CODAIT / spark-netezza

Netezza Connector for Apache Spark
Apache License 2.0
13 stars 7 forks source link

Fetch data from Netezza using Query. #8

Open sureshthalamati opened 8 years ago

sureshthalamati commented 8 years ago

Add support for fetching data from Netezza using query.

Example ; val opts = Map("url" -> testURL, "query" -> "select cust.id as id, cust.name ordrs.itemname from orders ordrs, customers cust where orders.id=customers.id", "partitioncol" -> "id" , "numPartitions" -> "10"

val testDf = sqlContext.read.format("com.ibm.spark.netezza").options(opts).load()

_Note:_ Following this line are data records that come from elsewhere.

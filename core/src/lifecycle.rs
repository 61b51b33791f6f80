//! Attach/detach lifecycle of the bridge
//!
//! The host wires the bridge into an application context (engine attach) and,
//! separately, into a foreground surface (activity attach). The coordinator
//! owns the [`BridgeContext`] built on engine attach and tears it down on
//! engine detach; command and stream handlers live exactly as long as it does.
//!
//! Transitions:
//! - `Detached -> EngineAttached` on [`LifecycleCoordinator::attach_engine`]
//! - `EngineAttached -> ActivityAttached` on [`LifecycleCoordinator::attach_activity`]
//! - `ActivityAttached -> ActivityAttached` across a config-change detach/reattach pair
//! - `ActivityAttached -> EngineAttached` on [`LifecycleCoordinator::detach_activity`]
//! - `EngineAttached -> Detached` on [`LifecycleCoordinator::detach_engine`]

use crate::channel::Messenger;
use crate::command::{Command, CommandResult};
use crate::config::BridgeConfig;
use crate::dispatcher::CommandDispatcher;
use crate::engine::{EngineFactory, ScanningEngine};
use crate::events::{EventBridge, EventStats, Subscription};
use crate::preferences::PreferenceStore;
use crate::BridgeError;
use parking_lot::Mutex;
use serde::{Deserialize, Serialize};
use std::path::PathBuf;
use std::sync::Arc;

// ============================================================================
// CONTEXT TYPES
// ============================================================================

/// Application context supplied on engine attach
#[derive(Debug, Clone, PartialEq, Eq, Serialize, Deserialize)]
pub struct HostContext {
    pub app_id: String,
    /// Application-wide storage directory
    pub storage_dir: PathBuf,
}

/// Foreground UI surface supplied on activity attach
#[derive(Debug, Clone, PartialEq, Eq, Serialize, Deserialize)]
pub struct ActivitySurface {
    pub id: String,
    /// Storage directory scoped to this surface
    pub storage_dir: PathBuf,
}

#[derive(Debug, Clone, Copy, PartialEq, Eq, Serialize, Deserialize)]
pub enum LifecycleState {
    /// No host context; no handlers registered
    Detached,
    /// Application context and engine present
    EngineAttached,
    /// Foreground surface also present
    ActivityAttached,
}

impl std::fmt::Display for LifecycleState {
    fn fmt(&self, f: &mut std::fmt::Formatter<'_>) -> std::fmt::Result {
        match self {
            Self::Detached => write!(f, "Detached"),
            Self::EngineAttached => write!(f, "EngineAttached"),
            Self::ActivityAttached => write!(f, "ActivityAttached"),
        }
    }
}

/// Everything that exists between engine attach and engine detach.
pub struct BridgeContext {
    pub host: HostContext,
    pub engine: Arc<dyn ScanningEngine>,
    pub dispatcher: Arc<CommandDispatcher>,
    pub events: Arc<EventBridge>,
}

impl BridgeContext {
    fn build(host: HostContext, engine: Arc<dyn ScanningEngine>) -> Self {
        let events = Arc::new(EventBridge::new());
        engine.set_event_sink(Some(events.sink()));
        let dispatcher = Arc::new(CommandDispatcher::new(engine.clone()));

        Self {
            host,
            engine,
            dispatcher,
            events,
        }
    }
}

struct Inner {
    state: LifecycleState,
    context: Option<BridgeContext>,
    surface: Option<ActivitySurface>,
    config_change_pending: bool,
}

// ============================================================================
// COORDINATOR
// ============================================================================

pub struct LifecycleCoordinator {
    config: BridgeConfig,
    messenger: Arc<Messenger>,
    factory: Box<dyn EngineFactory>,
    preferences: Arc<dyn PreferenceStore>,
    inner: Mutex<Inner>,
}

impl LifecycleCoordinator {
    pub fn new(
        config: BridgeConfig,
        messenger: Arc<Messenger>,
        factory: Box<dyn EngineFactory>,
        preferences: Arc<dyn PreferenceStore>,
    ) -> Result<Self, BridgeError> {
        config.validate()?;

        Ok(Self {
            config,
            messenger,
            factory,
            preferences,
            inner: Mutex::new(Inner {
                state: LifecycleState::Detached,
                context: None,
                surface: None,
                config_change_pending: false,
            }),
        })
    }

    /// Coordinator that always attaches the given, already constructed engine
    pub fn with_engine(
        config: BridgeConfig,
        messenger: Arc<Messenger>,
        engine: Arc<dyn ScanningEngine>,
        preferences: Arc<dyn PreferenceStore>,
    ) -> Result<Self, BridgeError> {
        let factory = move |_: &HostContext| -> Arc<dyn ScanningEngine> { engine.clone() };
        Self::new(config, messenger, Box::new(factory), preferences)
    }

    /// Wire the bridge into an application context.
    ///
    /// Transitions: Detached -> EngineAttached. Repeated calls keep the
    /// existing engine and only refresh preferences and handler registration.
    pub fn attach_engine(&self, host: HostContext) -> Result<(), BridgeError> {
        let mut inner = self.inner.lock();
        self.preferences.init(&host.storage_dir)?;

        match inner.context.as_mut() {
            Some(context) => {
                tracing::info!(
                    "Engine attach for {}: reusing existing scanning engine",
                    host.app_id
                );
                context.host = host;
            }
            None => {
                tracing::info!("Engine attach for {}", host.app_id);
                let engine = self.factory.create(&host);
                inner.context = Some(BridgeContext::build(host, engine));
            }
        }

        if let Some(context) = inner.context.as_ref() {
            self.register_handlers(context);
        }
        if inner.state == LifecycleState::Detached {
            inner.state = LifecycleState::EngineAttached;
        }

        Ok(())
    }

    /// A foreground surface became available.
    ///
    /// Transitions: EngineAttached -> ActivityAttached
    pub fn attach_activity(&self, surface: ActivitySurface) -> Result<(), BridgeError> {
        let mut inner = self.inner.lock();

        if inner.state == LifecycleState::Detached {
            return Err(BridgeError::InvalidState(
                "Cannot attach an activity before the engine".to_string(),
            ));
        }

        self.preferences.init(&surface.storage_dir)?;

        if !self.handlers_registered() {
            if let Some(context) = inner.context.as_ref() {
                self.register_handlers(context);
            }
        }

        tracing::info!("Activity attached: {}", surface.id);
        inner.surface = Some(surface);
        inner.config_change_pending = false;
        inner.state = LifecycleState::ActivityAttached;
        Ok(())
    }

    /// First half of a surface re-creation. Nothing is torn down.
    pub fn detach_activity_for_config_changes(&self) -> Result<(), BridgeError> {
        let mut inner = self.inner.lock();

        if inner.state != LifecycleState::ActivityAttached {
            return Err(BridgeError::InvalidState(format!(
                "Cannot detach for config changes from {} state",
                inner.state
            )));
        }

        tracing::info!("Activity detached for config changes");
        inner.config_change_pending = true;
        Ok(())
    }

    /// Second half of a surface re-creation: record the new surface.
    pub fn reattach_activity_for_config_changes(
        &self,
        surface: ActivitySurface,
    ) -> Result<(), BridgeError> {
        let mut inner = self.inner.lock();

        if inner.state != LifecycleState::ActivityAttached {
            return Err(BridgeError::InvalidState(format!(
                "Cannot reattach for config changes from {} state",
                inner.state
            )));
        }

        tracing::info!("Activity reattached after config changes: {}", surface.id);
        inner.surface = Some(surface);
        inner.config_change_pending = false;
        Ok(())
    }

    /// The foreground surface went away; engine and handlers stay live.
    ///
    /// Transitions: ActivityAttached -> EngineAttached
    pub fn detach_activity(&self) -> Result<(), BridgeError> {
        let mut inner = self.inner.lock();

        if inner.state != LifecycleState::ActivityAttached {
            return Err(BridgeError::InvalidState(format!(
                "Cannot detach activity from {} state",
                inner.state
            )));
        }

        tracing::info!("Activity detached");
        inner.surface = None;
        inner.config_change_pending = false;
        inner.state = LifecycleState::EngineAttached;
        Ok(())
    }

    /// Full teardown.
    ///
    /// Transitions: EngineAttached -> Detached (an attached surface is dropped
    /// first). Handlers are unregistered, scanning is stopped once and the
    /// engine is released. The engine is torn down before the lock is
    /// released, so a concurrent attach always sees a fully detached engine.
    pub fn detach_engine(&self) -> Result<(), BridgeError> {
        let mut inner = self.inner.lock();

        if inner.state == LifecycleState::Detached {
            return Err(BridgeError::InvalidState(
                "Engine already detached".to_string(),
            ));
        }

        if inner.surface.take().is_some() {
            tracing::debug!("Dropping activity surface on engine detach");
        }

        self.messenger
            .set_method_handler(&self.config.method_channel, None);
        self.messenger
            .set_stream_handler(&self.config.event_channel, None);

        if let Some(context) = inner.context.take() {
            context.engine.set_event_sink(None);
            context.engine.stop_monitoring_beacons();
            context.events.unsubscribe();
            tracing::info!("Engine detached from {}", context.host.app_id);
        }

        inner.config_change_pending = false;
        inner.state = LifecycleState::Detached;
        Ok(())
    }

    // ------------------------------------------------------------------------
    // Host-facing shortcuts over the messenger
    // ------------------------------------------------------------------------

    pub fn dispatch(&self, command: &Command) -> Result<CommandResult, BridgeError> {
        self.messenger.invoke(&self.config.method_channel, command)
    }

    pub fn listen(&self) -> Result<Subscription, BridgeError> {
        self.messenger.listen(&self.config.event_channel)
    }

    pub fn cancel(&self) -> Result<(), BridgeError> {
        self.messenger.cancel(&self.config.event_channel)
    }

    // ------------------------------------------------------------------------
    // Accessors
    // ------------------------------------------------------------------------

    pub fn state(&self) -> LifecycleState {
        self.inner.lock().state
    }

    pub fn surface(&self) -> Option<ActivitySurface> {
        self.inner.lock().surface.clone()
    }

    pub fn host_context(&self) -> Option<HostContext> {
        self.inner.lock().context.as_ref().map(|c| c.host.clone())
    }

    pub fn engine(&self) -> Option<Arc<dyn ScanningEngine>> {
        self.inner.lock().context.as_ref().map(|c| c.engine.clone())
    }

    pub fn event_stats(&self) -> Option<EventStats> {
        self.inner.lock().context.as_ref().map(|c| c.events.stats())
    }

    pub fn is_config_change_pending(&self) -> bool {
        self.inner.lock().config_change_pending
    }

    pub fn messenger(&self) -> Arc<Messenger> {
        self.messenger.clone()
    }

    pub fn config(&self) -> &BridgeConfig {
        &self.config
    }

    fn handlers_registered(&self) -> bool {
        self.messenger.has_method_handler(&self.config.method_channel)
            && self.messenger.has_stream_handler(&self.config.event_channel)
    }

    fn register_handlers(&self, context: &BridgeContext) {
        self.messenger.set_method_handler(
            &self.config.method_channel,
            Some(context.dispatcher.clone()),
        );
        self.messenger
            .set_stream_handler(&self.config.event_channel, Some(context.events.clone()));
        tracing::debug!(
            "Handlers registered on {} / {}",
            self.config.method_channel,
            self.config.event_channel
        );
    }
}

gowtham-kanagodu commented 7 years ago

we can do like below to use a query.

val opts = Map("url" -> testURL, "dbtable" -> "(select cust.id as id, cust.name ordrs.itemname from orders ordrs, customers cust where orders.id=customers.id) X", "partitioncol" -> "id" , "numPartitions" -> "10"

by placing the sql in brackets and giving it an alias name, it will work. but when i try to do a distinct or any operation other than count, its giving below error. the user id that i am using to connect has create external table privileges. any suggestions?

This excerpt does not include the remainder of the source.